(Exercise directions) Say how many lines in the records contain the string "derive". Nothing but the number should be given.
#####
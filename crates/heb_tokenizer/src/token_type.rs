//! Token classification flags.
//!
//! A token's type is a set, not a single kind: a Hebrew acronym is
//! `HEBREW | ACRONYM`, a number is `NON_HEBREW | NUMERIC`. The empty set
//! marks the end of the stream.

use std::fmt;

use bitflags::bitflags;

bitflags! {
    /// Classification flags for a single token.
    #[derive(Copy, Clone, Eq, PartialEq, Hash, Debug, Default)]
    #[cfg_attr(feature = "serde", derive(serde::Serialize, serde::Deserialize))]
    pub struct TokenType: u8 {
        /// Hebrew letters, optionally with niqqud.
        const HEBREW = 1 << 0;
        /// Letters or digits outside the Hebrew letter range.
        const NON_HEBREW = 1 << 1;
        /// Contains at least one digit.
        const NUMERIC = 1 << 2;
        /// Ended by a hyphen joining it to the next word.
        const CONSTRUCT = 1 << 3;
        /// Contains a geresh or gershayim.
        const ACRONYM = 1 << 4;
    }
}

/// Size assertion: the flag set must stay one byte.
const _: () = assert!(std::mem::size_of::<TokenType>() == 1);

impl TokenType {
    /// The "no token" sentinel returned at end of stream.
    pub const END: Self = Self::empty();

    /// Returns `true` for the end-of-stream sentinel.
    #[inline]
    pub const fn is_end(self) -> bool {
        self.is_empty()
    }

    /// Analysis type string for search-engine token attributes.
    ///
    /// Hebrew tokens report their most specific marker: construct over
    /// acronym over plain Hebrew. Returns `None` for the sentinel.
    pub const fn signature(self) -> Option<&'static str> {
        if self.is_empty() {
            None
        } else if self.contains(Self::HEBREW) {
            if self.contains(Self::CONSTRUCT) {
                Some("<CONSTRUCT>")
            } else if self.contains(Self::ACRONYM) {
                Some("<ACRONYM>")
            } else {
                Some("<HEBREW>")
            }
        } else if self.contains(Self::NUMERIC) {
            Some("<NUM>")
        } else {
            Some("<NON_HEBREW>")
        }
    }
}

impl fmt::Display for TokenType {
    fn fmt(&self, f: &mut fmt::Formatter<'_>) -> fmt::Result {
        if self.is_empty() {
            return f.write_str("END");
        }
        bitflags::parser::to_writer(self, f)
    }
}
#####
(Answer to this exercise) 2